┌─ Material shown

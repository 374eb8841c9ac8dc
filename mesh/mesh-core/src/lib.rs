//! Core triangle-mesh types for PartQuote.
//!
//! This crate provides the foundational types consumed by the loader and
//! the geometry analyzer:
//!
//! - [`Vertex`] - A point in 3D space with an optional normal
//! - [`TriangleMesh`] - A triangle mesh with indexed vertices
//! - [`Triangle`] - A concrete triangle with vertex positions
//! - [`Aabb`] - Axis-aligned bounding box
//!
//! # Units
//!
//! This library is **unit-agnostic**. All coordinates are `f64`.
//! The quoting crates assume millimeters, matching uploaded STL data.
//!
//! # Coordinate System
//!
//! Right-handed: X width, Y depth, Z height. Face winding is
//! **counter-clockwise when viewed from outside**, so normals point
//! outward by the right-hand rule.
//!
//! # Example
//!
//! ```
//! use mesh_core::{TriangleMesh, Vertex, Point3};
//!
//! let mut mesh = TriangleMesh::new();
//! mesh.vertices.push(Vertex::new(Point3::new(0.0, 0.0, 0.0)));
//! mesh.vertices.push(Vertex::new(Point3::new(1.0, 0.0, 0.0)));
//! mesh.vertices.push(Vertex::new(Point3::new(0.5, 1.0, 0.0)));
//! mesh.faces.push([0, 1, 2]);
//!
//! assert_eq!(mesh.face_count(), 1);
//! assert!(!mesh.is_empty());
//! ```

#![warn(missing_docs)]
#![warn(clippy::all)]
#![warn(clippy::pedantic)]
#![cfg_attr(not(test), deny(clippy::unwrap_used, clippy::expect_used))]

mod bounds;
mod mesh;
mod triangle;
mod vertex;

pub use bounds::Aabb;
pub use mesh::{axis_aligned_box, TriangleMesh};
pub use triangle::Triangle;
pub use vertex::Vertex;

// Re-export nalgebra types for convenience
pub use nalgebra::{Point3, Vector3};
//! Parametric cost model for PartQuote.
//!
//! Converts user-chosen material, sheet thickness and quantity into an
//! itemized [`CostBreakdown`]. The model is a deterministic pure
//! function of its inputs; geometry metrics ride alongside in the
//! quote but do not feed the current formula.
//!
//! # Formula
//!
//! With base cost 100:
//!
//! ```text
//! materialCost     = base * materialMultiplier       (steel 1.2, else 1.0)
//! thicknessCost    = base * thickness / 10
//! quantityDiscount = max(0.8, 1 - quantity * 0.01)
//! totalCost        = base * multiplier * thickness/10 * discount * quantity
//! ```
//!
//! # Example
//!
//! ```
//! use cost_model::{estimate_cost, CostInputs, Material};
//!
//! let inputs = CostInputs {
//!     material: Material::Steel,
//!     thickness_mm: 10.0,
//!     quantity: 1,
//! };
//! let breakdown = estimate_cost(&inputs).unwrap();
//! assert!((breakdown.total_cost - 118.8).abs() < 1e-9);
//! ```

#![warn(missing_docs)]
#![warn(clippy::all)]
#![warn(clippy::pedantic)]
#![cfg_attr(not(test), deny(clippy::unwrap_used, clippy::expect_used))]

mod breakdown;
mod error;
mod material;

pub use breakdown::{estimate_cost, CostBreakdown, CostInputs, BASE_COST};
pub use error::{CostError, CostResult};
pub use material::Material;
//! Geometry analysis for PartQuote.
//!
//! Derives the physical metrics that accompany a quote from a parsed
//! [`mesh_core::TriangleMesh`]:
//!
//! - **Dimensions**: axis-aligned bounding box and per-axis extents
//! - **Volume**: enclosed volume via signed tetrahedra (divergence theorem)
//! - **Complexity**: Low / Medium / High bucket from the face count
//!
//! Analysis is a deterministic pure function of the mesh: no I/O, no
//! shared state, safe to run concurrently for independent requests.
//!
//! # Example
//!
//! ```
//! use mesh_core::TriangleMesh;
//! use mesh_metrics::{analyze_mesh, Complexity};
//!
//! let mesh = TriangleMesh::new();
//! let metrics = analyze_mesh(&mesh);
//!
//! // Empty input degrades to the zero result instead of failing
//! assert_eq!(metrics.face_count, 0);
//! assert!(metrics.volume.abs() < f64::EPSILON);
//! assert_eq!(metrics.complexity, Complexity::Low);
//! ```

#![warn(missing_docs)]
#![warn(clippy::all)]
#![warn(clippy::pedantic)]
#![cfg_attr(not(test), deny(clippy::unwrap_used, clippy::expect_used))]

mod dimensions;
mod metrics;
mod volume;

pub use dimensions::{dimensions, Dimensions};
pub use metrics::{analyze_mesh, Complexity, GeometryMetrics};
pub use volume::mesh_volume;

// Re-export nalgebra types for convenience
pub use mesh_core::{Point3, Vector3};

└─

### Task to complete
Quote exactly the first line of the entries and every line after it, stopping with the line that contains "Face winding is".

### Reply to the exercise
repository 374eb8841c9ac8dc
filename mesh/mesh-core/src/lib.rs
//! Core triangle-mesh types for PartQuote.
//!
//! This crate provides the foundational types consumed by the loader and
//! the geometry analyzer:
//!
//! - [`Vertex`] - A point in 3D space with an optional normal
//! - [`TriangleMesh`] - A triangle mesh with indexed vertices
//! - [`Triangle`] - A concrete triangle with vertex positions
//! - [`Aabb`] - Axis-aligned bounding box
//!
//! # Units
//!
//! This library is **unit-agnostic**. All coordinates are `f64`.
//! The quoting crates assume millimeters, matching uploaded STL data.
//!
//! # Coordinate System
//!
//! Right-handed: X width, Y depth, Z height. Face winding is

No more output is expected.